In general, where F3 or F4 are dummied, the deformation at roll stands F1 and F2 may each be at least approximately −0.60, expressed in true reduction strain. Cumulatively the strain at F1 and F2, or at all stands preceding the dummied stands, may be at least approximately −1.39, expressed in true reduction strain.

The process of the present invention may also result in finer and more uniform microstructures than conventional CSP processes, and may reduce or eliminate the troublesome coarse-grained ferrite near the centerline. Microstructures of the conventional six stand CSP rolling of niobium bearing HSLA steels are shown in FIGS. 7 and 8. The steel of FIGS. 7 and 8 demonstrates the heterogeneous nature of the grain structure and the horizontally oriented coarse grained banded structure present especially near the centerline.

Microstructures observed after the four-pass rolling schedule of one embodiment of the present invention are shown in FIGS. 9 and 10. An improvement of the microstructure at the centerline was observed. The very homogeneous ferrite microstructures found after the rolling practice used may be observed throughout the thickness and differ from steel of a conventional rolling practice especially near the centerline. The steel of FIGS. 9 and 10 was made with stands F3 and F4 dummied, and lack bands of coarse grained ferrite that appear in FIGS. 7 and 8.

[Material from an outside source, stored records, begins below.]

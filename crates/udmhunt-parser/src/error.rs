use thiserror::Error;

/// Errors that can occur while building a hunt query.
#[derive(Debug, Error)]
pub enum HuntParserError {
    #[error("YAML parsing error: {0}")]
    Yaml(#[from] serde_yaml::Error),

    #[error("Malformed field path: {0}")]
    MalformedPath(String),

    #[error("Condition parse error in '{0}': {1}")]
    Condition(String, String),

    #[error("Unknown comparison operator '{0}'")]
    UnknownOperator(String),

    #[error("IO error: {0}")]
    Io(#[from] std::io::Error),
}

pub type Result<T> = std::result::Result<T, HuntParserError>;
use std::io::Write;
use std::path::Path;
use std::sync::atomic::{AtomicBool, Ordering};
use std::sync::Arc;
use std::thread;
use std::time::{Duration, Instant};

use crate::convert::FrameConverter;
use crate::error::PlayError;
use crate::screen::Screen;
use crate::source::{FfmpegDecoder, FrameSource};
use crate::PlayOptions;

/// Frame rate used when the stream reports none.
pub const FALLBACK_FPS: f64 = 24.0;

/// Longest single sleep between cancellation checks.
const NAP_SLICE: Duration = Duration::from_millis(50);

/// Time budget for one frame at `fps`, falling back to 24 fps when `fps` is
/// not a positive number.
///
/// ```
/// use termreel::frame_interval;
/// assert_eq!(frame_interval(0.0).as_micros(), 41_666);
/// assert_eq!(frame_interval(50.0).as_millis(), 20);
/// ```
pub fn frame_interval(fps: f64) -> Duration {
    frame_interval_or(fps, FALLBACK_FPS)
}

/// Like [`frame_interval`] with a caller-chosen fallback rate.
pub fn frame_interval_or(fps: f64, fallback: f64) -> Duration {
    let rate = if fps.is_finite() && fps > 0.0 {
        fps
    } else {
        log::warn!("stream reports {fps} fps, pacing at {fallback} fps");
        fallback
    };
    Duration::from_secs_f64(1.0 / rate)
}

/// Shared stop flag, set from the Ctrl+C handler and polled by the player.
#[derive(Debug, Clone, Default)]
pub struct CancelToken(Arc<AtomicBool>);

impl CancelToken {
    pub fn new() -> Self {
        Self::default()
    }

    pub fn cancel(&self) {
        self.0.store(true, Ordering::SeqCst);
    }

    pub fn is_cancelled(&self) -> bool {
        self.0.load(Ordering::SeqCst)
    }

    /// Route Ctrl+C to this token instead of killing the process.
    ///
    /// Can only be installed once per process.
    pub fn install_ctrlc_handler(&self) -> Result<(), ctrlc::Error> {
        let token = self.clone();
        ctrlc::set_handler(move || token.cancel())
    }
}

/// Lifecycle of one playback run.
#[derive(Debug, Clone, Copy, PartialEq, Eq)]
pub enum PlaybackState {
    Opening,
    Playing,
    /// The stream ran out of frames.
    Draining,
    /// The user asked to stop.
    Interrupted,
    /// Decoding or rendering failed.
    Failed,
    /// Decoder released.
    Closed,
}

/// Why a successful run stopped.
#[derive(Debug, Clone, Copy, PartialEq, Eq)]
pub enum StopReason {
    EndOfStream,
    UserCancelled,
}

/// Summary of a run that ended without error.
#[derive(Debug, Clone, PartialEq)]
pub struct PlaybackReport {
    pub stop: StopReason,
    /// Frames drawn.
    pub frames: u64,
    /// Frames whose processing used up the whole interval.
    pub late_frames: u64,
    /// Target time per frame.
    pub interval: Duration,
    /// Wall-clock time from the first pull to the stop.
    pub elapsed: Duration,
}

/// Pulls frames from a source, converts them and draws them at the
/// source's frame rate. Frames are never skipped: when conversion and
/// drawing overrun the interval the next frame starts immediately and
/// playback falls behind real time.
pub struct Player<W: Write> {
    screen: Screen<W>,
    converter: FrameConverter,
    cancel: CancelToken,
    fallback_fps: f64,
    fps_override: Option<f64>,
    start_delay: Duration,
    state: PlaybackState,
}

impl<W: Write> Player<W> {
    pub fn new(screen: Screen<W>, converter: FrameConverter, cancel: CancelToken) -> Self {
        Self {
            screen,
            converter,
            cancel,
            fallback_fps: FALLBACK_FPS,
            fps_override: None,
            start_delay: Duration::ZERO,
            state: PlaybackState::Opening,
        }
    }

    pub fn with_fallback_fps(mut self, fps: f64) -> Self {
        self.fallback_fps = fps;
        self
    }

    /// Pace at `fps` regardless of what the source reports.
    pub fn with_fps_override(mut self, fps: Option<f64>) -> Self {
        self.fps_override = fps;
        self
    }

    /// Show a start banner and wait this long before the first frame.
    pub fn with_start_delay(mut self, delay: Duration) -> Self {
        self.start_delay = delay;
        self
    }

    pub fn state(&self) -> PlaybackState {
        self.state
    }

    pub fn screen(&self) -> &Screen<W> {
        &self.screen
    }

    fn transition(&mut self, next: PlaybackState) {
        log::debug!("playback {:?} -> {:?}", self.state, next);
        self.state = next;
    }

    /// Play `source` to the end, until cancelled, or until it fails.
    ///
    /// The source is dropped before this returns, on every path.
    ///
    /// # Errors
    ///
    /// Returns [`PlayError::Decode`], [`PlayError::Convert`] or
    /// [`PlayError::Render`] when a frame cannot be pulled, converted or
    /// drawn. Cancellation is not an error.
    pub fn play<S: FrameSource>(&mut self, mut source: S) -> Result<PlaybackReport, PlayError> {
        self.transition(PlaybackState::Playing);
        let result = self.run(&mut source);
        self.transition(match &result {
            Ok(report) if report.stop == StopReason::UserCancelled => PlaybackState::Interrupted,
            Ok(_) => PlaybackState::Draining,
            Err(_) => PlaybackState::Failed,
        });
        drop(source);
        self.transition(PlaybackState::Closed);
        result
    }

    fn run<S: FrameSource>(&mut self, source: &mut S) -> Result<PlaybackReport, PlayError> {
        let fps = self.fps_override.or_else(|| source.frame_rate()).unwrap_or(0.0);
        let interval = frame_interval_or(fps, self.fallback_fps);
        log::debug!("frame interval {:?}", interval);

        if !self.start_delay.is_zero() {
            self.screen.notice("Starting playback... Press Ctrl+C to stop.")?;
            self.nap(self.start_delay);
        }

        let mut report = PlaybackReport {
            stop: StopReason::EndOfStream,
            frames: 0,
            late_frames: 0,
            interval,
            elapsed: Duration::ZERO,
        };
        let started = Instant::now();

        loop {
            if self.cancel.is_cancelled() {
                report.stop = StopReason::UserCancelled;
                break;
            }

            let tick = Instant::now();
            let frame = match source.next_frame() {
                Ok(Some(frame)) => frame,
                Ok(None) => break,
                // The decoder can die from the same Ctrl+C that set the flag.
                Err(e) if self.cancel.is_cancelled() => {
                    log::debug!("ignoring decoder error after cancel: {e}");
                    report.stop = StopReason::UserCancelled;
                    break;
                }
                Err(e) => return Err(e),
            };
            let text = self.converter.convert(&frame)?;
            self.screen.draw(&text)?;
            report.frames += 1;

            match interval.checked_sub(tick.elapsed()) {
                Some(rest) if !rest.is_zero() => self.nap(rest),
                _ => {
                    report.late_frames += 1;
                    log::trace!("frame {} over budget", report.frames);
                }
            }
        }

        report.elapsed = started.elapsed();
        log::info!(
            "playback stopped ({:?}) after {} frames, {} late",
            report.stop,
            report.frames,
            report.late_frames
        );
        Ok(report)
    }

    // Sleep for `total`, waking early if cancelled.
    fn nap(&self, total: Duration) {
        let deadline = Instant::now() + total;
        while !self.cancel.is_cancelled() {
            let now = Instant::now();
            if now >= deadline {
                break;
            }
            thread::sleep((deadline - now).min(NAP_SLICE));
        }
    }
}

/// Play the video at `path` on stdout.
///
/// # Errors
///
/// [`PlayError::InvalidPath`] if `path` does not exist (no decoder is
/// started), [`PlayError::Open`] if it cannot be decoded, or any error
/// [`Player::play`] returns.
pub fn play_file(path: &Path, options: &PlayOptions, cancel: &CancelToken) -> Result<PlaybackReport, PlayError> {
    if !path.exists() {
        return Err(PlayError::InvalidPath {
            path: path.to_path_buf(),
        });
    }

    let source = FfmpegDecoder::open(path, &options.ffmpeg, options.start_secs)?;
    let converter = FrameConverter::new(options.ramp.clone(), options.width).with_filter(options.resample);
    let mut player = Player::new(Screen::stdout(), converter, cancel.clone())
        .with_fallback_fps(options.fallback_fps)
        .with_fps_override(options.fps)
        .with_start_delay(options.start_delay);
    player.play(source)
}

The rolling practice of the present invention and the consequent grain refinement and homogenization may lead to improved mechanical properties over conventionally rolled CSP steel, to include strength and toughness. An example of the improvement in tensile and hardness properties is shown in Table 3. In this trial, the mechanical invention, where one stand was dummied. The composition of Nb-4 comprised in percent by weight: C=0.045; Mn=0.50; N=0.009 (90 ppm maximum); and Nb=0.025. The composition of Nb-5 comprised in percent by weight: C=0.055; Mn=1.10; N=0.009 (90 ppm maximum); and Nb=0.045. As shown, mechanical properties for steel, including the Brinell hardness number (HRB), rolled according to the present invention with five-pass rolling were superior to those from the conventional six-pass CSP schedule.

TABLE 3
	Rolling	Yield	Yield	Tensile	Tensile	%
Steel	Practice	MPa	ksi	MPa	ksi	Elong	HRB
HSLA-Nb-4	6 pass	356	52	442	64	36	79
HSLA-Nb-4	5 pass	420	61	508	74	34	82
HSLA-Nb-5	6 pass	402	58	485	70	33	82
HSLA-Nb-5	5 pass	456	66	547	79	32	87

The Charpy V-notch impact toughness was also improved with rolling in accordance with the present invention. In the subject embodiments, the conventional six-pass sequence was again compared to either a five-pass or a four-pass sequence. HSLA steel according to the present invention may be produced with the intent to meet or exceed the requirements of American Petroleum Institute (API) Specification 5L for line pipe once the steel is fabricated into line pipe. The results are shown in FIG. 11 for two trials of 12.7 mm (0.500 inch) thick steel produced to meet the requirements of API-5L X52 line pipe. In API 5L only yield strength, tensile strength, and elongation are specified, and any toughness requirements are stipulated by the buyer. Minimum characteristics of API 5L X52 are as follows: 358 MPa (52 ksi) yield strength; 455 MPa (66 ksi) tensile strength; and 27% elongation (as determined by formula specified in API 5L). The CVN properties, especially low temperature toughness, were slightly improved when one pass was dummied and the improvement was even greater when two passes were dummied. The 60 J (50 ft-lb) ductile to brittle transition temperature for the one dummied stand rolling pass is approximately −40° C. (−40F), while the two dummied stand rolling pass has a 60 J (50 ft-lb) ductile to brittle transition temperature less than −62° C. (−80F). A standard CSP Thermomechanical Processing (TMP) rolling pass with no stands dummied would have a 60 J (50 ft-lb) ductile to brittle transition temperature of around −23° C. (−10F) to −18° C. (0F).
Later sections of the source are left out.